Wednesday, May 27th, 2009

Do you wish you knew exactly what it was that women wanted? Have you always thought it would be great it if you could know what females look for in guys?

Well, today is your lucky day! Why? Because I am a female (indeed!) and I am willing to share with you secrets from my mind!

1. Shave with a Straight Razor – Come on, it’s just plain kick-ass. Who isn’t impressed by someone dragging a knife edge across their face to accomplish something useful? Plus, you get to do awesome things like use a waterstone, shaving brushes, and a leather strop. Who doesn’t like to relive a little history every morning? Additionally, the shave is supposed to be the closest you can get, and you’ll apparently save money on razors in the long run (though you’re going to have to be willing to put down $300 or so up front, sadly). Finally, as the dude in the video points out, if anyone attacks you while you are shaving, you can defend yourself! And we all know that’s a big danger in this day and age….
Learn how to shave with a straight razor by watching this amusing video.

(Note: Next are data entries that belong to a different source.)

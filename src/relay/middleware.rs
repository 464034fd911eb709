//! Hot middleware: routes the push and client-event endpoints and wires the
//! compiler lifecycle into the publisher.

use std::sync::Arc;
use std::time::Duration;

use serde::Serialize;
use tiny_http::{Method, Request};
use url::Url;

use super::channel::{BroadcastChannel, ConnectionId, DEFAULT_HEARTBEAT};
use super::client_events::{ClientEventsHandler, ReloadCallback};
use super::publisher::{BuildPublisher, LogFn, default_log};
use super::stats::BuildResult;
use super::transport::PushTransport;

pub const DEFAULT_PATH: &str = "/__webpack_hmr";
pub const DEFAULT_CLIENT_EVENTS_PATH: &str = "/__webpack_hmr_client_events";

/// Hook for the compiler's `invalid` event
pub type InvalidHook = Box<dyn Fn() + Send + Sync>;
/// Hook for the compiler's `done` event
pub type DoneHook = Box<dyn Fn(&BuildResult) + Send + Sync>;

/// Lifecycle taps offered by a compiler.
///
/// Taps are append-only: once registered they cannot be removed, so the
/// middleware turns them into no-ops on close instead.
pub trait CompilerHooks {
    fn on_invalid(&mut self, hook: InvalidHook);
    fn on_done(&mut self, hook: DoneHook);
}

#[derive(Clone)]
pub struct RelayOptions {
    /// Push endpoint
    pub path: String,
    /// Ancillary POST endpoint
    pub client_events_path: String,
    pub heartbeat: Duration,
    /// `None` silences build logging
    pub log: Option<LogFn>,
    pub on_reload_needed: Option<ReloadCallback>,
}

impl Default for RelayOptions {
    fn default() -> Self {
        Self {
            path: DEFAULT_PATH.to_string(),
            client_events_path: DEFAULT_CLIENT_EVENTS_PATH.to_string(),
            heartbeat: DEFAULT_HEARTBEAT,
            log: Some(default_log()),
            on_reload_needed: None,
        }
    }
}

/// Where a request goes.
#[derive(Debug, Clone, Copy, PartialEq, Eq)]
pub enum Route {
    Subscribe,
    ClientEvent,
    /// Not ours, hand it back to the host
    Pass,
}

pub struct HotMiddleware {
    publisher: Arc<BuildPublisher>,
    client_events: ClientEventsHandler,
    path: String,
    client_events_path: String,
}

impl HotMiddleware {
    /// Create the relay and tap `compiler`'s lifecycle.
    pub fn new<C: CompilerHooks + ?Sized>(compiler: &mut C, options: RelayOptions) -> Self {
        let channel = BroadcastChannel::new(options.heartbeat);
        let publisher = Arc::new(BuildPublisher::new(channel, options.log));

        let invalid = Arc::clone(&publisher);
        compiler.on_invalid(Box::new(move || invalid.on_invalidated()));
        let done = Arc::clone(&publisher);
        compiler.on_done(Box::new(move |result| done.on_done(result)));

        Self {
            publisher,
            client_events: ClientEventsHandler::new(options.on_reload_needed),
            path: options.path,
            client_events_path: options.client_events_path,
        }
    }

    /// Classify a request by URL path (query ignored) and method.
    pub fn route(&self, url: &str, method: &Method) -> Route {
        if self.publisher.is_closed() {
            return Route::Pass;
        }
        let Some(path) = pathname(url) else {
            return Route::Pass;
        };

        if path == self.path {
            Route::Subscribe
        } else if path == self.client_events_path && *method == Method::Post {
            Route::ClientEvent
        } else {
            Route::Pass
        }
    }

    /// Serve `request` if it targets one of the relay endpoints.
    ///
    /// Returns the request untouched when it is not ours (or the relay is
    /// closed) so the host can continue with it.
    pub fn handle(&self, request: Request) -> Option<Request> {
        match self.route(request.url(), request.method()) {
            Route::Subscribe => {
                self.subscribe(request);
                None
            }
            Route::ClientEvent => {
                let response = self.client_events.respond(request);
                crate::debug!("hmr"; "client event answered with {}", response.status);
                None
            }
            Route::Pass => Some(request),
        }
    }

    /// Open a push stream on `transport`, replaying the latest build.
    pub fn subscribe<T: PushTransport>(&self, transport: T) -> Option<ConnectionId> {
        self.publisher.subscribe(transport)
    }

    /// Broadcast a host payload. No-op once closed.
    pub fn publish<T: Serialize + ?Sized>(&self, payload: &T) {
        self.publisher.publish(payload);
    }

    /// Stop the relay. Idempotent; compiler taps become no-ops.
    pub fn close(&self) {
        self.publisher.close();
    }

    pub fn is_closed(&self) -> bool {
        self.publisher.is_closed()
    }

    pub fn connection_count(&self) -> usize {
        self.publisher.channel().connection_count()
    }

    pub fn client_events(&self) -> &ClientEventsHandler {
        &self.client_events
    }
}

/// Path component of a request target, relative or absolute.
fn pathname(url: &str) -> Option<String> {
    let base = Url::parse("http://localhost/").ok()?;
    base.join(url).ok().map(|url| url.path().to_string())
}

#[cfg(test)]
mod tests {
    use std::sync::atomic::{AtomicUsize, Ordering};

    use serde_json::json;
    use tiny_http::TestRequest;

    use super::*;
    use crate::relay::channel::tests::MemoryStream;

    /// Compiler double that keeps its taps so tests can fire them.
    #[derive(Default)]
    struct FakeCompiler {
        invalid: Vec<InvalidHook>,
        done: Vec<DoneHook>,
    }

    impl FakeCompiler {
        fn invalidate(&self) {
            self.invalid.iter().for_each(|hook| hook());
        }

        fn finish(&self, stats: serde_json::Value) {
            let result = BuildResult::from_json(stats);
            self.done.iter().for_each(|hook| hook(&result));
        }
    }

    impl CompilerHooks for FakeCompiler {
        fn on_invalid(&mut self, hook: InvalidHook) {
            self.invalid.push(hook);
        }

        fn on_done(&mut self, hook: DoneHook) {
            self.done.push(hook);
        }
    }

    fn quiet_options() -> RelayOptions {
        RelayOptions {
            heartbeat: Duration::from_secs(3600),
            log: None,
            ..RelayOptions::default()
        }
    }

    #[test]
    fn test_taps_both_hooks() {
        let mut compiler = FakeCompiler::default();
        let _middleware = HotMiddleware::new(&mut compiler, quiet_options());
        assert_eq!(compiler.invalid.len(), 1);
        assert_eq!(compiler.done.len(), 1);
    }

    #[test]
    fn test_route_matching() {
        let mut compiler = FakeCompiler::default();
        let middleware = HotMiddleware::new(&mut compiler, quiet_options());

        assert_eq!(middleware.route("/__webpack_hmr", &Method::Get), Route::Subscribe);
        assert_eq!(middleware.route("/__webpack_hmr?x=1", &Method::Get), Route::Subscribe);
        assert_eq!(middleware.route("/__webpack_hmr", &Method::Post), Route::Subscribe);
        assert_eq!(
            middleware.route("/__webpack_hmr_client_events", &Method::Post),
            Route::ClientEvent
        );
        assert_eq!(middleware.route("/__webpack_hmr_client_events", &Method::Get), Route::Pass);
        assert_eq!(middleware.route("/__webpack_hmr/extra", &Method::Get), Route::Pass);
        assert_eq!(middleware.route("/index.html", &Method::Get), Route::Pass);
    }

    #[test]
    fn test_custom_paths() {
        let mut compiler = FakeCompiler::default();
        let options = RelayOptions {
            path: "/hmr".into(),
            client_events_path: "/hmr/events".into(),
            ..quiet_options()
        };
        let middleware = HotMiddleware::new(&mut compiler, options);
        assert_eq!(middleware.route("/hmr", &Method::Get), Route::Subscribe);
        assert_eq!(middleware.route("/hmr/events", &Method::Post), Route::ClientEvent);
        assert_eq!(middleware.route("/__webpack_hmr", &Method::Get), Route::Pass);
    }

    #[test]
    fn test_compiler_events_reach_subscribers() {
        let mut compiler = FakeCompiler::default();
        let middleware = HotMiddleware::new(&mut compiler, quiet_options());
        let stream = MemoryStream::http11();
        middleware.subscribe(stream.clone()).unwrap();

        compiler.invalidate();
        compiler.finish(json!({ "hash": "abc", "time": 3, "modules": [] }));
        middleware.publish(&json!({ "action": "custom" }));

        let frames = stream.wait_frames(3);
        assert_eq!(frames.len(), 3);
        assert_eq!(frames[0], r#"{"action":"building"}"#);
        assert!(frames[1].contains(r#""action":"built""#));
        assert_eq!(frames[2], r#"{"action":"custom"}"#);
    }

    #[test]
    fn test_close_passes_everything_through() {
        let mut compiler = FakeCompiler::default();
        let middleware = HotMiddleware::new(&mut compiler, quiet_options());
        let stream = MemoryStream::http11();
        middleware.subscribe(stream.clone());

        middleware.close();
        middleware.close();
        stream.wait_ended();
        assert_eq!(middleware.connection_count(), 0);
        assert_eq!(middleware.route("/__webpack_hmr", &Method::Get), Route::Pass);

        // Taps stay registered but do nothing
        compiler.invalidate();
        middleware.publish(&json!({ "action": "custom" }));
        assert_eq!(stream.text(), "\n");
    }

    fn counting_options() -> (RelayOptions, Arc<AtomicUsize>) {
        let count = Arc::new(AtomicUsize::new(0));
        let counter = Arc::clone(&count);
        let options = RelayOptions {
            on_reload_needed: Some(Arc::new(move || {
                counter.fetch_add(1, Ordering::SeqCst);
            })),
            ..quiet_options()
        };
        (options, count)
    }

    #[test]
    fn test_handle_client_events() {
        let mut compiler = FakeCompiler::default();
        let (options, reloads) = counting_options();
        let middleware = HotMiddleware::new(&mut compiler, options);

        let accepted = TestRequest::new()
            .with_method(Method::Post)
            .with_path("/__webpack_hmr_client_events")
            .with_body(r#"{"event":"ReloadNeeded"}"#);
        assert!(middleware.handle(accepted.into()).is_none());
        assert_eq!(reloads.load(Ordering::SeqCst), 1);

        let garbage = TestRequest::new()
            .with_method(Method::Post)
            .with_path("/__webpack_hmr_client_events")
            .with_body("not json");
        assert!(middleware.handle(garbage.into()).is_none());
        assert_eq!(reloads.load(Ordering::SeqCst), 1);

        let get = TestRequest::new()
            .with_method(Method::Get)
            .with_path("/__webpack_hmr_client_events");
        let passed = middleware.handle(get.into()).unwrap();
        assert_eq!(passed.url(), "/__webpack_hmr_client_events");
        assert_eq!(reloads.load(Ordering::SeqCst), 1);
    }

    #[test]
    fn test_handle_subscribes_and_passes_the_rest() {
        let mut compiler = FakeCompiler::default();
        let middleware = HotMiddleware::new(&mut compiler, quiet_options());

        let stream = TestRequest::new()
            .with_method(Method::Get)
            .with_path("/__webpack_hmr?reconnect=1");
        assert!(middleware.handle(stream.into()).is_none());
        assert_eq!(middleware.connection_count(), 1);

        let page = TestRequest::new().with_method(Method::Get).with_path("/index.html");
        assert!(middleware.handle(page.into()).is_some());

        middleware.close();
        let late = TestRequest::new().with_method(Method::Get).with_path("/__webpack_hmr");
        assert!(middleware.handle(late.into()).is_some());
        assert_eq!(middleware.connection_count(), 0);
    }

    #[test]
    fn test_pathname() {
        assert_eq!(pathname("/a/b?c=d#e").as_deref(), Some("/a/b"));
        assert_eq!(pathname("http://example.com/x").as_deref(), Some("/x"));
    }
}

2. Get Yourself a Kilt! – Nothing is hotter than a guy in a kilt. Take my word on that. And somehow Utilikilts are even hotter than traditional kilts, maybe just because they blend into today’s society a little less glaringly. Also, possibly because tartan has been somewhat adopted by the punk/gothic crowd. Anyway, my point is, you all need to get kilts. No matter who you are, a kilt automatically makes you hotter – it’s a proven fact! And I’m a scientist – I know what I’m talking about.

So, there you have it. Women want two things: straight razors and kilts*. Simple, right? Now, go order your kilt.

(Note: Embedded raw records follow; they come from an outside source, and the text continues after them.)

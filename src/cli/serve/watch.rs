//! Stats file compiler.
//!
//! Drives the relay from a bundler running in watch mode with JSON stats
//! output (`webpack --watch --json=dist/stats.json`).
//!
//! ```text
//! notify → Debouncer → first event of a burst  → invalid hooks
//!                    → burst quiet for window → read + parse → done hooks
//! ```

use std::fs;
use std::path::{Path, PathBuf};
use std::thread::{self, JoinHandle};
use std::time::{Duration, Instant};

use anyhow::{Context, Result};
use crossbeam::channel::{self, Receiver};
use notify::{RecommendedWatcher, RecursiveMode, Watcher};

use super::debouncer::{Burst, Debouncer};
use crate::relay::{BuildResult, CompilerHooks, DoneHook, InvalidHook};
use crate::{debug, log};

/// Compiler backed by a watched stats file
pub struct StatsWatcher {
    path: PathBuf,
    window: Duration,
    invalid: Vec<InvalidHook>,
    done: Vec<DoneHook>,
}

impl CompilerHooks for StatsWatcher {
    fn on_invalid(&mut self, hook: InvalidHook) {
        self.invalid.push(hook);
    }

    fn on_done(&mut self, hook: DoneHook) {
        self.done.push(hook);
    }
}

impl StatsWatcher {
    pub fn new(path: impl Into<PathBuf>, window: Duration) -> Self {
        Self {
            path: path.into(),
            window,
            invalid: Vec::new(),
            done: Vec::new(),
        }
    }

    pub fn path(&self) -> &Path {
        &self.path
    }

    fn invalidate(&self) {
        debug!("watch"; "{} changing", self.path.display());
        self.invalid.iter().for_each(|hook| hook());
    }

    /// Read the stats file and fire the done hooks.
    ///
    /// Unreadable or malformed files are logged and skipped.
    fn finish(&self) -> bool {
        match load_stats(&self.path) {
            Ok(result) => {
                self.done.iter().for_each(|hook| hook(&result));
                true
            }
            Err(e) => {
                log!("watch"; "{:#}", e);
                false
            }
        }
    }

    /// Start watching on a background thread.
    ///
    /// The watcher starts before the existing file is read, so no write is
    /// lost in between. Returns when `shutdown` fires or disconnects.
    pub fn spawn(self, shutdown: Receiver<()>) -> Result<JoinHandle<()>> {
        let (notify_tx, notify_rx) = channel::unbounded();
        let mut watcher = notify::recommended_watcher(move |res| {
            let _ = notify_tx.send(res);
        })
        .context("Failed to create file watcher")?;

        let dir = watch_dir(&self.path);
        watcher
            .watch(&dir, RecursiveMode::NonRecursive)
            .with_context(|| format!("Failed to watch {}", dir.display()))?;
        log!("watch"; "{}", self.path.display());

        thread::Builder::new()
            .name("stats-watcher".into())
            .spawn(move || self.run(watcher, notify_rx, shutdown))
            .context("Failed to spawn stats watcher")
    }

    fn run(
        self,
        _watcher: RecommendedWatcher,
        events: Receiver<notify::Result<notify::Event>>,
        shutdown: Receiver<()>,
    ) {
        if self.path.is_file() {
            self.finish();
        }

        let mut debouncer = Debouncer::new(self.window);
        loop {
            crossbeam::select! {
                recv(shutdown) -> _ => break,
                recv(events) -> msg => match msg {
                    Ok(Ok(event)) => {
                        if debouncer.add_event(&event, &self.path, Instant::now()) == Burst::Started {
                            self.invalidate();
                        }
                    }
                    Ok(Err(e)) => log!("watch"; "notify error: {}", e),
                    Err(_) => break,
                },
                default(debouncer.sleep_duration(Instant::now())) => {
                    if debouncer.take_if_ready(Instant::now()) {
                        self.finish();
                    }
                }
            }
        }
        debug!("watch"; "stopped");
    }
}

/// Directory to watch: the file may not exist yet or be replaced on write.
fn watch_dir(path: &Path) -> PathBuf {
    match path.parent() {
        Some(parent) if !parent.as_os_str().is_empty() => parent.to_path_buf(),
        _ => PathBuf::from("."),
    }
}

/// Parse a stats file: an object is one compiler, an array a multi-compiler.
pub fn load_stats(path: &Path) -> Result<BuildResult> {
    let content =
        fs::read_to_string(path).with_context(|| format!("Failed to read {}", path.display()))?;
    let value: serde_json::Value = serde_json::from_str(&content)
        .with_context(|| format!("Failed to parse {} as JSON stats", path.display()))?;
    Ok(BuildResult::from_json(value))
}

* My scientific study of “What women want” was based upon the amazing opinions from a group of women of sample size one who will remain anonymous but are totally not writing this blog post right now. Promise. Also, I’m not responsible for your failure if this doesn’t work out!

(This is a post I originally wrote a year ago, but I just unearthed it and it cracked me up (I often crack myself up), so I thought I’d share. Enjoy!)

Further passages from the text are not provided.